PISTOIA. Il profumo, nonostante più d’uno spettatore indossi il piumino, è quello che arriva da piazza del Duomo, in piena estate, di luglio, ogni anno dal 1980. Invece, è settembre inoltrato e nonostante si sia sempre a Pistoia e il cartellone reciti Festival Blues - da allora sono passati quarantuno anni (organizzatori e spettatori sono sempre gli stessi, decisamente invecchiati) - siamo alla Fortezza Santa Barbara. Ma il suono della chitarra di Kirk Fletcher, che del bluesman a origine controllata ha tutto, dalla mole al cromatismo epidermico, dal profilo del viso alla goffaggine dei movimenti, eccezion fatta che per le calzature (mocassini comodi e leggerissimi, che si addicono a un imprenditore in vacanza a Porto Cervo), catapulta tutti indietro nel tempo, almeno di una quarantina d’anni e l’impressione è che qualcuno dei mostri sacri della stagione più fertile del Blues ormai scomparsi abbia deciso di risorgere e reincarnarsi. Certo, quando si decide di fare quel blues, senza riletture, aggiornamenti, infiltrazioni, il sound e le emozioni non possono che far tornare alla memoria e alle trombe di Eustachio suoni già ascoltati e che il tempo ha reso inconfondibili. Invece, ci si può ancora confondere, anche perché, la band con la quale il 46enne americano è sbarcato a Pistoia, vanta Levent Ozdemir alla batteria, Erkan Ozdemir al basso e un italiano/internazionale, quel talento puro, genuino, stratosferico di Michele Papadia al piano e all’Hammond, uno strumentista che può suonare ovunque e con chiunque e risultare, sempre, indispensabile.

Novanta minuti di blues purissimo, ineccepibile, come detto già sentito molte altre volte, sempre a poche centinaia di metri da dove eravamo ieri sera, ma del quale non siamo ancora sazi e mai, senza timore di essere contraddetti, lo saremo.
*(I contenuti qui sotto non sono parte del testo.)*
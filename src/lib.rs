//! `zone-curation` moves raw delimited-text datasets (customers, suppliers, transactions) from a
//! raw storage zone into a curated zone as Parquet, one date partition at a time.
//!
//! Every dataset goes through the same chain:
//!
//! 1. **Read** ([`ingestion::read_dataset`]): stage the object into a scoped temporary file and
//!    parse it as delimited text with a header row. All columns are text; empty fields are
//!    missing.
//! 2. **Clean** ([`processing::clean()`]): drop rows with any missing value, then drop exact
//!    duplicate rows (first occurrence wins).
//! 3. **Normalize** ([`processing::normalize()`]): project onto the dataset's
//!    [`catalog::TargetSchema`], renaming columns and applying [`catalog::CoercionRule`]s.
//! 4. **Write** ([`sink::write_dataset`]): encode Parquet in memory and replace the destination
//!    partition as a unit.
//!
//! [`execution::PipelineRunner`] runs one [`execution::DatasetPipeline`] per dataset, in parallel
//! on a rayon pool or sequentially. Pipelines are independent: one failing never stops or rolls
//! back the others.
//!
//! ## Example
//!
//! ```rust
//! use std::sync::Arc;
//!
//! use zone_curation::catalog::{DatasetDescriptor, DatasetKind};
//! use zone_curation::execution::{ExecutionOptions, PipelineRunner};
//! use zone_curation::ingestion::ReaderOptions;
//! use zone_curation::storage::{MemoryObjectStore, ObjectStore, StorageUri};
//!
//! # fn main() -> Result<(), zone_curation::PipelineError> {
//! let store = Arc::new(MemoryObjectStore::new());
//! let source = StorageUri::parse("s3://raw/clientes/year=2024/month=05/clientes.csv")?;
//! let destination = StorageUri::parse("s3://curated/clientes/year=2024/month=05")?;
//! store.insert(
//!     &source,
//!     "cliente_id,tipo_identificacion,nombre,ciudad\n1,CC,Juan PEREZ,Cali\n",
//! );
//!
//! let runner = PipelineRunner::new(
//!     store.clone(),
//!     ReaderOptions::default(),
//!     ExecutionOptions::default(),
//! );
//! let report = runner.run(&[DatasetDescriptor::new(DatasetKind::Customers, source, destination.clone())])?;
//!
//! assert!(report.is_success());
//! assert_eq!(
//!     store.list_partition(&destination)?,
//!     vec!["_SUCCESS".to_string(), "part-00000.parquet".to_string()]
//! );
//! # Ok(())
//! # }
//! ```
//!
//! ## Modules
//!
//! - [`catalog`]: dataset kinds and their target schemas
//! - [`config`]: run configuration (TOML/JSON)
//! - [`storage`]: object store abstraction, URIs and partition layout
//! - [`ingestion`]: delimited-text reader and Parquet read-back
//! - [`processing`]: cleaning and schema normalization
//! - [`sink`]: Parquet encoding and partition publishing
//! - [`execution`]: pipeline state machine, runner, metrics and observers
//! - [`types`]: schema + in-memory dataset types
//! - [`error`]: the shared error type

pub mod catalog;
pub mod config;
pub mod error;
pub mod execution;
pub mod ingestion;
pub mod processing;
pub mod sink;
pub mod storage;
pub mod types;

pub use error::{PipelineError, PipelineResult};
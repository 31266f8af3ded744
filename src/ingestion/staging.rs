//! Local staging of remote objects.

use std::io::{self, Seek, SeekFrom};
use std::path::Path;

use tempfile::NamedTempFile;

use crate::error::{PipelineError, PipelineResult};
use crate::storage::{ObjectStore, StorageUri};

/// A remote object copied into a local temporary file.
///
/// The file is deleted when the value is dropped, on success and error paths alike.
#[derive(Debug)]
pub struct StagedObject {
    file: NamedTempFile,
    len: u64,
}

impl StagedObject {
    /// Stream `uri` from `store` into a fresh temporary file.
    ///
    /// Failures to open or read the object are reported as
    /// [`PipelineError::SourceUnavailable`].
    pub fn fetch(store: &dyn ObjectStore, uri: &StorageUri) -> PipelineResult<Self> {
        let unavailable = |source: io::Error| PipelineError::SourceUnavailable {
            uri: uri.to_string(),
            source,
        };

        let mut src = store.open(uri).map_err(unavailable)?;

        let suffix = Path::new(uri.path())
            .extension()
            .and_then(|e| e.to_str())
            .map(|e| format!(".{e}"))
            .unwrap_or_default();
        let mut file = tempfile::Builder::new()
            .prefix("zone-curation-")
            .suffix(&suffix)
            .tempfile()?;

        let len = io::copy(&mut src, file.as_file_mut()).map_err(unavailable)?;
        file.as_file_mut().seek(SeekFrom::Start(0))?;

        Ok(Self { file, len })
    }

    /// Local path of the staged copy.
    pub fn path(&self) -> &Path {
        self.file.path()
    }

    /// Number of bytes staged.
    pub fn len(&self) -> u64 {
        self.len
    }

    pub fn is_empty(&self) -> bool {
        self.len == 0
    }
}

#[cfg(test)]
mod tests {
    use super::StagedObject;
    use crate::error::PipelineError;
    use crate::storage::{MemoryObjectStore, StorageUri};

    #[test]
    fn staged_file_is_removed_on_drop() {
        let store = MemoryObjectStore::new();
        let uri = StorageUri::parse("s3://raw/clientes/clientes.csv").unwrap();
        store.insert(&uri, b"a,b\n1,2\n".to_vec());

        let staged = StagedObject::fetch(&store, &uri).unwrap();
        let path = staged.path().to_path_buf();
        assert_eq!(staged.len(), 8);
        assert_eq!(path.extension().and_then(|e| e.to_str()), Some("csv"));
        assert_eq!(std::fs::read(&path).unwrap(), b"a,b\n1,2\n");

        drop(staged);
        assert!(!path.exists());
    }

    #[test]
    fn missing_object_is_source_unavailable() {
        let store = MemoryObjectStore::new();
        let uri = StorageUri::parse("s3://raw/missing.csv").unwrap();
        let err = StagedObject::fetch(&store, &uri).unwrap_err();
        assert!(matches!(err, PipelineError::SourceUnavailable { ref uri, .. } if uri == "s3://raw/missing.csv"));
    }
}
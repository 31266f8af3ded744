//! Parquet encoding of curated datasets.

use std::sync::Arc;

use parquet::basic::{ConvertedType, Repetition, Type as PhysicalType};
use parquet::column::writer::ColumnWriter;
use parquet::data_type::ByteArray;
use parquet::file::properties::WriterProperties;
use parquet::file::writer::SerializedFileWriter;
use parquet::schema::types::{Type, TypePtr};

use crate::error::{PipelineError, PipelineResult};
use crate::types::{DataSet, DataType, Schema, Value};

/// Encode `dataset` as a single Parquet file.
///
/// Every column is an `OPTIONAL` leaf: `Utf8` → `BYTE_ARRAY (UTF8)`, `Int64` → `INT64`. All rows go into one row group; a zero-row dataset
/// produces a file with the schema and no row groups. Identical input yields identical bytes.
pub fn encode_parquet(dataset: &DataSet) -> PipelineResult<Vec<u8>> {
    let schema = parquet_schema(&dataset.schema)?;
    let props = Arc::new(WriterProperties::builder().build());
    let mut writer = SerializedFileWriter::new(Vec::new(), schema, props)?;

    if dataset.row_count() > 0 {
        let mut rg = writer.next_row_group()?;
        let mut col_idx: usize = 0;
        while let Some(mut col) = rg.next_column()? {
            let field = dataset.schema.fields.get(col_idx).ok_or_else(|| {
                PipelineError::SchemaMismatch {
                    message: format!("parquet writer requested unknown column #{col_idx}"),
                }
            })?;
            let values = dataset.rows.iter().map(|row| &row[col_idx]);
            write_column(col.untyped(), &field.name, field.data_type, values)?;
            col.close()?;
            col_idx += 1;
        }
        rg.close()?;
    }

    let bytes = writer.into_inner()?;
    Ok(bytes)
}

fn parquet_schema(schema: &Schema) -> PipelineResult<TypePtr> {
    let mut fields: Vec<TypePtr> = Vec::with_capacity(schema.len());
    for f in &schema.fields {
        let builder = match f.data_type {
            DataType::Utf8 => Type::primitive_type_builder(&f.name, PhysicalType::BYTE_ARRAY)
                .with_converted_type(ConvertedType::UTF8),
            DataType::Int64 => Type::primitive_type_builder(&f.name, PhysicalType::INT64),
        };
        fields.push(Arc::new(builder.with_repetition(Repetition::OPTIONAL).build()?));
    }

    let root = Type::group_type_builder("schema").with_fields(fields).build()?;
    Ok(Arc::new(root))
}

fn write_column<'a>(
    writer: &mut ColumnWriter<'_>,
    column: &str,
    data_type: DataType,
    values: impl Iterator<Item = &'a Value>,
) -> PipelineResult<()> {
    let mut def_levels: Vec<i16> = Vec::new();

    // Collects the non-null values and one definition level per row.
    macro_rules! collect_present {
        ($pattern:pat => $out:expr) => {{
            let mut present = Vec::new();
            for (row, v) in values.enumerate() {
                match v {
                    Value::Null => def_levels.push(0),
                    $pattern => {
                        def_levels.push(1);
                        present.push($out);
                    }
                    other => return Err(type_mismatch(row + 1, column, data_type, other)),
                }
            }
            present
        }};
    }

    match (writer, data_type) {
        (ColumnWriter::ByteArrayColumnWriter(w), DataType::Utf8) => {
            let present = collect_present!(Value::Utf8(s) => ByteArray::from(s.as_str()));
            w.write_batch(&present, Some(def_levels.as_slice()), None)?;
        }
        (ColumnWriter::Int64ColumnWriter(w), DataType::Int64) => {
            let present = collect_present!(Value::Int64(v) => *v);
            w.write_batch(&present, Some(def_levels.as_slice()), None)?;
        }
        _ => {
            return Err(PipelineError::SchemaMismatch {
                message: format!("no parquet column writer for '{column}' of type {data_type}"),
            });
        }
    }
    Ok(())
}

fn type_mismatch(row: usize, column: &str, data_type: DataType, v: &Value) -> PipelineError {
    PipelineError::SchemaMismatch {
        message: format!("row {row} column '{column}' holds {v:?}, expected {data_type}"),
    }
}
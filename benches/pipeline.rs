use criterion::{BenchmarkId, Criterion, Throughput, criterion_group, criterion_main};
use std::hint::black_box;

use zone_curation::catalog::DatasetKind;
use zone_curation::processing::{clean, normalize};
use zone_curation::sink::encode_parquet;
use zone_curation::types::{DataSet, Schema, Value};

/// Synthetic raw transactions; every tenth row is a duplicate of its predecessor and every
/// seventeenth has a missing price.
fn raw_transactions(n: usize) -> DataSet {
    let schema = Schema::utf8([
        "transaccion_id",
        "tipo_transaccion",
        "id_cliente_proveedor",
        "cantidad_comprada",
        "precio",
        "tipo_energia",
    ]);
    let mut rows = Vec::with_capacity(n);
    for i in 0..n {
        let id = if i % 10 == 9 { i - 1 } else { i };
        let precio = if i % 17 == 0 {
            Value::Null
        } else {
            Value::text((1_000 + id % 5_000).to_string())
        };
        rows.push(vec![
            Value::text(format!("t{id}")),
            Value::text(if id % 2 == 0 { "compra" } else { "venta" }),
            Value::text(format!("p{}", id % 50)),
            Value::text((id % 100).to_string()),
            precio,
            Value::text(if id % 3 == 0 { "solar" } else { "eolica" }),
        ]);
    }
    DataSet::new(schema, rows)
}

fn bench_clean_normalize(c: &mut Criterion) {
    let mut group = c.benchmark_group("clean_normalize");
    let target = DatasetKind::Transactions.target_schema();

    for n in [1_000usize, 10_000, 100_000] {
        let raw = raw_transactions(n);
        group.throughput(Throughput::Elements(n as u64));
        group.bench_with_input(BenchmarkId::from_parameter(n), &raw, |b, raw| {
            b.iter(|| {
                let cleaned = clean(black_box(raw));
                normalize(&cleaned, &target).unwrap()
            })
        });
    }
    group.finish();
}

fn bench_encode(c: &mut Criterion) {
    let mut group = c.benchmark_group("encode_parquet");
    let target = DatasetKind::Transactions.target_schema();

    for n in [1_000usize, 100_000] {
        let curated = normalize(&clean(&raw_transactions(n)), &target).unwrap();
        group.throughput(Throughput::Elements(curated.row_count() as u64));
        group.bench_with_input(BenchmarkId::from_parameter(n), &curated, |b, ds| {
            b.iter(|| encode_parquet(black_box(ds)).unwrap())
        });
    }
    group.finish();
}

criterion_group!(benches, bench_clean_normalize, bench_encode);
criterion_main!(benches);
//! Core data model types.
//!
//! Every pipeline stage consumes and produces an in-memory [`DataSet`] (a row-set): an ordered
//! list of rows that all follow one [`Schema`] (a list of typed [`Field`]s).

use std::fmt;

/// Logical data type for a schema field.
#[derive(Debug, Clone, Copy, PartialEq, Eq)]
pub enum DataType {
    /// 64-bit signed integer.
    Int64,
    /// UTF-8 string.
    Utf8,
}

impl fmt::Display for DataType {
    fn fmt(&self, f: &mut fmt::Formatter<'_>) -> fmt::Result {
        let name = match self {
            DataType::Int64 => "int64",
            DataType::Utf8 => "utf8",
        };
        f.write_str(name)
    }
}

/// A single named, typed field in a [`Schema`].
#[derive(Debug, Clone, PartialEq, Eq)]
pub struct Field {
    /// Field/column name.
    pub name: String,
    /// Field data type.
    pub data_type: DataType,
}

impl Field {
    /// Create a new field.
    pub fn new(name: impl Into<String>, data_type: DataType) -> Self {
        Self {
            name: name.into(),
            data_type,
        }
    }
}

/// Ordered list of fields describing the shape of a row-set.
#[derive(Debug, Clone, PartialEq, Eq)]
pub struct Schema {
    /// Ordered list of fields.
    pub fields: Vec<Field>,
}

impl Schema {
    /// Create a new schema from fields.
    pub fn new(fields: Vec<Field>) -> Self {
        Self { fields }
    }

    /// Schema where every column is [`DataType::Utf8`], as produced by the CSV reader.
    pub fn utf8<I, S>(names: I) -> Self
    where
        I: IntoIterator<Item = S>,
        S: Into<String>,
    {
        Self::new(
            names
                .into_iter()
                .map(|n| Field::new(n, DataType::Utf8))
                .collect(),
        )
    }

    /// Number of fields.
    pub fn len(&self) -> usize {
        self.fields.len()
    }

    /// Whether the schema has no fields.
    pub fn is_empty(&self) -> bool {
        self.fields.is_empty()
    }

    /// Iterate field names in order.
    pub fn field_names(&self) -> impl Iterator<Item = &str> {
        self.fields.iter().map(|f| f.name.as_str())
    }

    /// Returns the index of a field by name, if present.
    pub fn index_of(&self, name: &str) -> Option<usize> {
        self.fields.iter().position(|f| f.name == name)
    }
}

/// A single typed value in a [`DataSet`].
#[derive(Debug, Clone, PartialEq, Eq, Hash)]
pub enum Value {
    /// Missing/empty value.
    Null,
    /// 64-bit signed integer.
    Int64(i64),
    /// UTF-8 string.
    Utf8(String),
}

impl Value {
    /// Convenience constructor for text values.
    pub fn text(s: impl Into<String>) -> Self {
        Value::Utf8(s.into())
    }

    /// Whether this value counts as missing.
    pub fn is_missing(&self) -> bool {
        matches!(self, Value::Null)
    }
}

impl fmt::Display for Value {
    fn fmt(&self, f: &mut fmt::Formatter<'_>) -> fmt::Result {
        match self {
            Value::Null => f.write_str("null"),
            Value::Int64(v) => write!(f, "{v}"),
            Value::Utf8(s) => f.write_str(s),
        }
    }
}

/// In-memory row-set.
///
/// Rows are stored as `Vec<Vec<Value>>` in the same order as the [`Schema`] fields.
#[derive(Debug, Clone, PartialEq, Eq)]
pub struct DataSet {
    /// Schema describing row shape.
    pub schema: Schema,
    /// Row-major value storage.
    pub rows: Vec<Vec<Value>>,
}

impl DataSet {
    /// Create a dataset from schema and rows.
    pub fn new(schema: Schema, rows: Vec<Vec<Value>>) -> Self {
        Self { schema, rows }
    }

    /// Zero-row dataset with the given schema.
    pub fn empty(schema: Schema) -> Self {
        Self::new(schema, Vec::new())
    }

    /// Number of rows in the dataset.
    pub fn row_count(&self) -> usize {
        self.rows.len()
    }

    /// Values of one column, in row order. `None` if the column does not exist.
    pub fn column(&self, name: &str) -> Option<Vec<&Value>> {
        let idx = self.schema.index_of(name)?;
        Some(self.rows.iter().filter_map(|r| r.get(idx)).collect())
    }

    /// Create a new dataset containing only rows that match `predicate`.
    ///
    /// The returned dataset preserves the original schema.
    pub fn filter_rows<F>(&self, mut predicate: F) -> Self
    where
        F: FnMut(&[Value]) -> bool,
    {
        let rows = self
            .rows
            .iter()
            .filter(|row| predicate(row.as_slice()))
            .cloned()
            .collect();
        Self {
            schema: self.schema.clone(),
            rows,
        }
    }

    /// Append the rows of `other`, which must share this dataset's schema.
    ///
    /// # Panics
    ///
    /// Panics if the schemas differ.
    pub fn extend_from(&mut self, other: DataSet) {
        assert!(
            self.schema == other.schema,
            "cannot append rows with schema {:?} to dataset with schema {:?}",
            other.schema.field_names().collect::<Vec<_>>(),
            self.schema.field_names().collect::<Vec<_>>()
        );
        self.rows.extend(other.rows);
    }
}
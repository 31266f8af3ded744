use std::error::Error as StdError;
use std::fmt;
use std::sync::Arc;
use std::sync::atomic::{AtomicU64, AtomicUsize, Ordering};
use std::time::Duration;

use serde::{Deserialize, Serialize};
use tracing::{debug, error, info, warn};

use crate::catalog::DatasetKind;
use crate::error::PipelineError;

use super::pipeline::{DatasetStats, PipelineState};

/// Severity classification used for observer callbacks and alerting thresholds.
#[derive(Debug, Clone, Copy, PartialEq, Eq, PartialOrd, Ord, Serialize, Deserialize)]
#[serde(rename_all = "snake_case")]
pub enum Severity {
    /// Informational event.
    Info,
    /// Non-fatal or operator-initiated (e.g. cancellation).
    Warning,
    /// The dataset failed because of its content or shape.
    Error,
    /// Storage or other infrastructure failure.
    Critical,
}

impl Severity {
    /// Classify a pipeline failure.
    pub fn of(e: &PipelineError) -> Self {
        match e {
            PipelineError::SourceUnavailable { .. }
            | PipelineError::DestinationWriteFailure { .. }
            | PipelineError::Io(_)
            | PipelineError::ThreadPool(_) => Severity::Critical,
            PipelineError::Csv(err) => match err.kind() {
                ::csv::ErrorKind::Io(_) => Severity::Critical,
                _ => Severity::Error,
            },
            PipelineError::Parquet(err) => {
                // Parquet errors often wrap IO, but not always in a structured way.
                if error_chain_contains_io(err) {
                    Severity::Critical
                } else {
                    Severity::Error
                }
            }
            PipelineError::Cancelled { .. } => Severity::Warning,
            PipelineError::MalformedRow { .. }
            | PipelineError::CoercionError { .. }
            | PipelineError::SchemaMismatch { .. }
            | PipelineError::Config { .. } => Severity::Error,
        }
    }
}

fn error_chain_contains_io(e: &(dyn StdError + 'static)) -> bool {
    let mut cur: Option<&(dyn StdError + 'static)> = Some(e);
    while let Some(err) = cur {
        if err.is::<std::io::Error>() {
            return true;
        }
        cur = err.source();
    }
    false
}

/// Events emitted while a run progresses.
#[derive(Debug, Clone)]
pub enum PipelineEvent {
    RunStarted {
        datasets: usize,
    },
    StateChanged {
        dataset: DatasetKind,
        from: PipelineState,
        to: PipelineState,
    },
    DatasetFinished {
        dataset: DatasetKind,
        stats: DatasetStats,
        elapsed: Duration,
    },
    DatasetFailed {
        dataset: DatasetKind,
        during: PipelineState,
        severity: Severity,
        error: String,
    },
    RunFinished {
        elapsed: Duration,
        metrics: PipelineMetricsSnapshot,
    },
}

/// Observer hook for pipeline events.
///
/// Implementors can record metrics, logs, or trigger alerts.
pub trait PipelineObserver: Send + Sync {
    fn on_event(&self, event: &PipelineEvent);

    /// Called when a dataset failure meets the configured alert threshold.
    fn on_alert(&self, _dataset: DatasetKind, _severity: Severity, _error: &PipelineError) {}
}

/// Forwards events to `tracing`.
#[derive(Debug, Default)]
pub struct TracingObserver;

impl PipelineObserver for TracingObserver {
    fn on_event(&self, event: &PipelineEvent) {
        match event {
            PipelineEvent::RunStarted { datasets } => info!(datasets, "run started"),
            PipelineEvent::StateChanged { dataset, from, to } => {
                debug!(%dataset, %from, %to, "state changed")
            }
            PipelineEvent::DatasetFinished {
                dataset,
                stats,
                elapsed,
            } => info!(
                %dataset,
                rows_read = stats.rows_read,
                dropped_missing = stats.clean.dropped_missing,
                dropped_duplicates = stats.clean.dropped_duplicates,
                rows_written = stats.rows_written,
                bytes_written = stats.bytes_written,
                elapsed_ms = elapsed.as_millis() as u64,
                "dataset curated"
            ),
            PipelineEvent::DatasetFailed {
                dataset,
                during,
                severity,
                error,
            } => match severity {
                Severity::Info | Severity::Warning => {
                    warn!(%dataset, %during, ?severity, %error, "dataset pipeline stopped")
                }
                Severity::Error | Severity::Critical => {
                    error!(%dataset, %during, ?severity, %error, "dataset pipeline failed")
                }
            },
            PipelineEvent::RunFinished { elapsed, metrics } => info!(
                elapsed_ms = elapsed.as_millis() as u64,
                %metrics,
                "run finished"
            ),
        }
    }

    fn on_alert(&self, dataset: DatasetKind, severity: Severity, error: &PipelineError) {
        error!(alert = true, %dataset, ?severity, %error, "pipeline alert");
    }
}

/// An observer that fans out callbacks to a list of observers.
#[derive(Default)]
pub struct CompositeObserver {
    observers: Vec<Arc<dyn PipelineObserver>>,
}

impl CompositeObserver {
    /// Create a new composite observer from a list of observers.
    pub fn new(observers: Vec<Arc<dyn PipelineObserver>>) -> Self {
        Self { observers }
    }
}

impl fmt::Debug for CompositeObserver {
    fn fmt(&self, f: &mut fmt::Formatter<'_>) -> fmt::Result {
        f.debug_struct("CompositeObserver")
            .field("observers_len", &self.observers.len())
            .finish()
    }
}

impl PipelineObserver for CompositeObserver {
    fn on_event(&self, event: &PipelineEvent) {
        for o in &self.observers {
            o.on_event(event);
        }
    }

    fn on_alert(&self, dataset: DatasetKind, severity: Severity, error: &PipelineError) {
        for o in &self.observers {
            o.on_alert(dataset, severity, error);
        }
    }
}

/// Real-time counters for a run.
///
/// The runner updates these while pipelines execute; callers can snapshot them at any time.
pub struct PipelineMetrics {
    run_id: AtomicU64,
    elapsed_ns: AtomicU64,

    pipelines_started: AtomicU64,
    pipelines_succeeded: AtomicU64,
    pipelines_failed: AtomicU64,

    rows_read: AtomicU64,
    rows_dropped_missing: AtomicU64,
    rows_dropped_duplicate: AtomicU64,
    rows_written: AtomicU64,
    bytes_written: AtomicU64,

    active_pipelines: AtomicUsize,
    max_active_pipelines: AtomicUsize,
}

impl PipelineMetrics {
    pub fn new() -> Self {
        Self {
            run_id: AtomicU64::new(0),
            elapsed_ns: AtomicU64::new(0),
            pipelines_started: AtomicU64::new(0),
            pipelines_succeeded: AtomicU64::new(0),
            pipelines_failed: AtomicU64::new(0),
            rows_read: AtomicU64::new(0),
            rows_dropped_missing: AtomicU64::new(0),
            rows_dropped_duplicate: AtomicU64::new(0),
            rows_written: AtomicU64::new(0),
            bytes_written: AtomicU64::new(0),
            active_pipelines: AtomicUsize::new(0),
            max_active_pipelines: AtomicUsize::new(0),
        }
    }

    pub fn begin_run(&self) {
        let _ = self.run_id.fetch_add(1, Ordering::SeqCst);
        for counter in [
            &self.elapsed_ns,
            &self.pipelines_started,
            &self.pipelines_succeeded,
            &self.pipelines_failed,
            &self.rows_read,
            &self.rows_dropped_missing,
            &self.rows_dropped_duplicate,
            &self.rows_written,
            &self.bytes_written,
        ] {
            counter.store(0, Ordering::SeqCst);
        }
        self.active_pipelines.store(0, Ordering::SeqCst);
        self.max_active_pipelines.store(0, Ordering::SeqCst);
    }

    pub fn end_run(&self, elapsed: Duration) {
        self.elapsed_ns
            .store(elapsed.as_nanos().min(u64::MAX as u128) as u64, Ordering::SeqCst);
    }

    pub fn on_pipeline_start(&self) {
        let _ = self.pipelines_started.fetch_add(1, Ordering::SeqCst);
        let now = self.active_pipelines.fetch_add(1, Ordering::SeqCst) + 1;
        update_max_usize(&self.max_active_pipelines, now);
    }

    pub fn on_rows_read(&self, rows: usize) {
        let _ = self.rows_read.fetch_add(rows as u64, Ordering::SeqCst);
    }

    pub fn on_pipeline_success(&self, stats: &DatasetStats) {
        let _ = self
            .rows_dropped_missing
            .fetch_add(stats.clean.dropped_missing as u64, Ordering::SeqCst);
        let _ = self
            .rows_dropped_duplicate
            .fetch_add(stats.clean.dropped_duplicates as u64, Ordering::SeqCst);
        let _ = self
            .rows_written
            .fetch_add(stats.rows_written as u64, Ordering::SeqCst);
        let _ = self
            .bytes_written
            .fetch_add(stats.bytes_written as u64, Ordering::SeqCst);
        let _ = self.pipelines_succeeded.fetch_add(1, Ordering::SeqCst);
        let _ = self.active_pipelines.fetch_sub(1, Ordering::SeqCst);
    }

    pub fn on_pipeline_failure(&self) {
        let _ = self.pipelines_failed.fetch_add(1, Ordering::SeqCst);
        let _ = self.active_pipelines.fetch_sub(1, Ordering::SeqCst);
    }

    pub fn snapshot(&self) -> PipelineMetricsSnapshot {
        let elapsed_ns = self.elapsed_ns.load(Ordering::SeqCst);
        PipelineMetricsSnapshot {
            run_id: self.run_id.load(Ordering::SeqCst),
            elapsed: (elapsed_ns > 0).then(|| Duration::from_nanos(elapsed_ns)),
            pipelines_started: self.pipelines_started.load(Ordering::SeqCst),
            pipelines_succeeded: self.pipelines_succeeded.load(Ordering::SeqCst),
            pipelines_failed: self.pipelines_failed.load(Ordering::SeqCst),
            rows_read: self.rows_read.load(Ordering::SeqCst),
            rows_dropped_missing: self.rows_dropped_missing.load(Ordering::SeqCst),
            rows_dropped_duplicate: self.rows_dropped_duplicate.load(Ordering::SeqCst),
            rows_written: self.rows_written.load(Ordering::SeqCst),
            bytes_written: self.bytes_written.load(Ordering::SeqCst),
            max_active_pipelines: self.max_active_pipelines.load(Ordering::SeqCst),
        }
    }
}

impl Default for PipelineMetrics {
    fn default() -> Self {
        Self::new()
    }
}

impl fmt::Debug for PipelineMetrics {
    fn fmt(&self, f: &mut fmt::Formatter<'_>) -> fmt::Result {
        f.debug_tuple("PipelineMetrics").field(&self.snapshot()).finish()
    }
}

fn update_max_usize(dst: &AtomicUsize, now: usize) {
    loop {
        let cur = dst.load(Ordering::SeqCst);
        if now <= cur {
            break;
        }
        if dst
            .compare_exchange(cur, now, Ordering::SeqCst, Ordering::SeqCst)
            .is_ok()
        {
            break;
        }
    }
}

/// Immutable snapshot of [`PipelineMetrics`].
#[derive(Debug, Clone, PartialEq, Eq)]
pub struct PipelineMetricsSnapshot {
    pub run_id: u64,
    pub elapsed: Option<Duration>,
    pub pipelines_started: u64,
    pub pipelines_succeeded: u64,
    pub pipelines_failed: u64,
    pub rows_read: u64,
    pub rows_dropped_missing: u64,
    pub rows_dropped_duplicate: u64,
    pub rows_written: u64,
    pub bytes_written: u64,
    pub max_active_pipelines: usize,
}

impl fmt::Display for PipelineMetricsSnapshot {
    fn fmt(&self, f: &mut fmt::Formatter<'_>) -> fmt::Result {
        write!(
            f,
            "run_id={}, pipelines={}/{} ok, failed={}, rows_read={}, dropped_missing={}, dropped_duplicate={}, rows_written={}, bytes_written={}, max_active={}, elapsed={:?}",
            self.run_id,
            self.pipelines_succeeded,
            self.pipelines_started,
            self.pipelines_failed,
            self.rows_read,
            self.rows_dropped_missing,
            self.rows_dropped_duplicate,
            self.rows_written,
            self.bytes_written,
            self.max_active_pipelines,
            self.elapsed
        )
    }
}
Un set piacevolissimo, applaudito e consacrato dagli spettatori della serata, che, nonostante fosse a ingresso gratuito, seppur vincolato da tessera verde al seguito (ce ne dovremmo presto fare una ragione di questo lasciapassare sanitario), hanno risposto con ingiustificata avarizia, soprattutto per quel che riguarda il pubblico indigeno. Che non ha nemmeno omaggiato lo sforzo dell'organizzazione, che dopo gli eterogenei appuntamenti estivi in piazza del Duomo, ha voluto regalare al pubblico ancora un pregiato assaggio sonoro, di Blues, stavolta, onde evitare che i puristi, puntualmente assenti, glielo rinfaccino. 

Ma non solo, perché prima, nell’ora che ha preceduto l’esibizione di Kirk Fletcher, sul palco della Fortezza una delle cose nuove da tenere in gradita e debita considerazione: Eliana Cargnelutti. Vero, il cognome suggerisce una di quelle ditte del florido terziario friulano, dove dall’uva bianca se ne tira fuori un vino amabile, ma quando indossa il corpettino attillato, imbraccia la chitarra e si mette a svisare, controllando accuratamente che lo smalto rosso sulle unghie sia uniformemente spalmato, la giovane (poco più che trentenne) gradita realtà udinese mette tutti sull’attenti, obbligando a ricredersi e mettere in conto che con quel cognome, oltre che fare affari nell’import/export, si può anche spaccare monotonia e luoghi comuni. A dividere e condividere con Eliana la fragranza di un rockblues tanto energico quanto coretto, ci sono strumentisti perfettamente adottati alla bisogna: Simone Serafini al basso, Michele Bonivento al piano e all’Hammond e Carmine Bloisi alla batteria, sessionista pregiato che per vicinanza geografica seguiamo, da molti anni, con particolare piacere. Con loro, la dolcissima, ma agguerritissima pantera bianca, che si trova perfettamente a suo agio tanto con i ritmi lenti e stupefacenti del blues che con quelli anfetaminici del rock, ha dato vita a un primo gradevolissimo set, nel quale ha convinto tutti, ma proprio tutti, soprattutto quando ha deliziato la platea con l’interpretazione di Soulshine, una delle tante cose bellissime suonate e cantate dagli Allman Brothers. Non contenta, nel secondo, ha invitato un altro strumentista di casa, Federico Baracchino, uno di quelli che alla chitarra, tanto per intenderci, da del tu da molti anni.